# exponents: proofs

• Jun 14th 2007, 01:49 PM
tukeywilliams
exponents: proofs
Prove (i) $\displaystyle x^{n}y^{n} = (xy)^{n}$ for nonzero real numbers $\displaystyle x,y$ and integers $\displaystyle n$

Prove (ii) $\displaystyle x^{m+n} = x^{m}x^{n}$ for nonzero real numbers $\displaystyle x$ and integers $\displaystyle m,n$.

Use the definition: $\displaystyle x^{-m} = \frac{1}{x^{m}}$ for $\displaystyle m > 0$.

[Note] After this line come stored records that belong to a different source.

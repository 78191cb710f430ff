/// Data Transfer Objects for application layer
///
/// DTOs are used to transfer data between the application layer
/// and adapters, keeping the domain layer isolated.
mod output_format;
mod plan_request;
mod plan_response;
mod scaffold_request;
mod scaffold_response;

pub use output_format::OutputFormat;
pub use plan_request::PlanRequest;
pub use plan_response::PlanResponse;
pub use scaffold_request::{ScaffoldRequest, DEFAULT_MODEL};
pub use scaffold_response::ScaffoldResponse;
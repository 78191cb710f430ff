use crate::ports::outbound::{TemplateSource, CONFIG_TEMPLATE, DATASET_TEMPLATE, PROMPT_TEMPLATE};
use crate::shared::error::PromptOpsError;
use crate::shared::Result;

/// Templates shipped inside the binary
const TEMPLATES: &[(&str, &str)] = &[
    (
        CONFIG_TEMPLATE,
        include_str!(concat!(env!("CARGO_MANIFEST_DIR"), "/templates/sample_config.yaml")),
    ),
    (
        DATASET_TEMPLATE,
        include_str!(concat!(env!("CARGO_MANIFEST_DIR"), "/templates/sample_dataset.json")),
    ),
    (
        PROMPT_TEMPLATE,
        include_str!(concat!(env!("CARGO_MANIFEST_DIR"), "/templates/sample_prompt.txt")),
    ),
];

/// EmbeddedTemplates adapter serving the built-in scaffolding templates
#[derive(Debug, Clone, Copy, Default)]
pub struct EmbeddedTemplates;

impl EmbeddedTemplates {
    pub fn new() -> Self {
        Self
    }

    /// Names of all built-in templates
    pub fn names(&self) -> impl Iterator<Item = &'static str> {
        TEMPLATES.iter().map(|(name, _)| *name)
    }
}

impl TemplateSource for EmbeddedTemplates {
    fn read_template(&self, name: &str) -> Result<String> {
        TEMPLATES
            .iter()
            .find(|(candidate, _)| *candidate == name)
            .map(|(_, content)| content.to_string())
            .ok_or_else(|| {
                PromptOpsError::TemplateNotFound {
                    name: name.to_string(),
                    details: "no built-in template with this name".to_string(),
                }
                .into()
            })
    }
}
//! Optimization planning - settings, dataset partitioning, work estimates
//! and the pre-optimization summary
pub mod auto_mode;
pub mod dataset;
pub mod plan;
pub mod settings;
pub mod summary;

pub use auto_mode::{AutoMode, OptimizerIntensity};
pub use dataset::{DatasetSizes, DatasetSplit};
pub use plan::OptimizationPlan;
pub use settings::OptimizationSettings;
pub use summary::PreOptimizationSummary;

23. (i) Proof: We use induction on $\displaystyle n$ . Case #1: $\displaystyle n > 0$. Base case: For $\displaystyle n = 0$, $\displaystyle x^{0}y^{0} = 1 = (xy)^{0}$. Inductive step: Suppose now as inductive hypothesis that $\displaystyle x^{k}y^{k} = (xy)^{k}$ for any real numbers $\displaystyle x, y$ and for a non-negative integers $\displaystyle n$. Then $\displaystyle xy(x^{k}y^{k}) = x^{k+1}y^{k+1} = xy(xy)^{k} = (xy)^{k+1}$. Case #2:$\displaystyle n < 0$. Base case: For $\displaystyle n = 0$, $\displaystyle \frac{1}{x^{0}}\frac{1}{y^{0}} = \frac{1}{(xy)^{0}} = 1$ for $\displaystyle n > 0$. Suppose now as induction hypothesis that $\displaystyle \frac{1}{x^{k}}\frac{1}{y^{k}} = \frac{1}{(xy)^{k}}$ for some positive integer $\displaystyle k$. Then $\displaystyle \frac{1}{xy}\frac{1}{x^{k}}\frac{1}{y^{k}} = \frac{1}{x^{k+1}}\frac{1}{y^{k+1}} = \frac{1}{xy}\frac{1}{(xy)^{k}} = \frac{1}{(xy)^{k+1}}$. Conclusion: Hence, by induction, $\displaystyle x^{n}y^{n} = (xy)^{n}$ for any real numbers $\displaystyle x, y$ and for integers $\displaystyle n$. $\displaystyle \square$

(ii) Proof: We use induction on $\displaystyle n$. Case #1: $\displaystyle m,n > 0$. Base case: For $\displaystyle n = 0$, $\displaystyle x^{m+0} = x^{m} = x^{m}x^{0}$. Inductive step: Suppose now as inductive hypothesis that $\displaystyle x^{m+k} = x^{m}x^{k}$ for any real numbers $\displaystyle x,y$ and for non-negative integers $\displaystyle m,n$. Then $\displaystyle x \cdot x^{m+k} = x^{m+k+1} = x\cdot x^{m}x^{k} = x^{m}x^{k+1}$. Case #2: $\displaystyle m,n < 0$. Base case: For $\displaystyle n = 0$, $\displaystyle \frac{1}{x^{n}} = \frac{1}{x^{n}}$. Inductive step: Suppose now as inductive hypothesis that $\displaystyle \frac{1}{x^{m+k}} = \frac{1}{x^{m}x^{k}}$ for some positive integer $\displaystyle k$. Then $\displaystyle \frac{1}{x}\frac{1}{x^{m+k}} = \frac{1}{x^{m+k+1}} = \frac{1}{x}\frac{1}{x^{m}x^{k}} = \frac{1}{x^{m}x^{k+1}}$. Case #3: $\displaystyle m >0, n< 0$. Base case: For $\displaystyle n = 0$, $\displaystyle x^m = x^m$. (a) $\displaystyle x^{m+n} > 0$ or (b) $\displaystyle x^{m+n} < 0$. Inductive step: If (a), then suppose as inductive hypothesis that $\displaystyle x^{m+k} = \frac{x^{m}}{x^{k}}$. Then $\displaystyle x \cdot x^{m+k} = x^{m+k+1} = x \cdot \frac{x^{m}}{x^{k}} = \frac{x^{m+1}}{x^{k}} = \frac{x^{m}}{x^{k+1}}$. Conclusion: Hence, by induction, $\displaystyle x^{m+n} = x^{m}x^{n}$ for any real numbers $\displaystyle x$ and for $\displaystyle m,n$. $\displaystyle \square$

For (ii) am I considering the cases correctly? Am I doing this incorrectly?

Thanks
• Jun 15th 2007, 04:04 AM
topsquark
They look good to me.

-Dan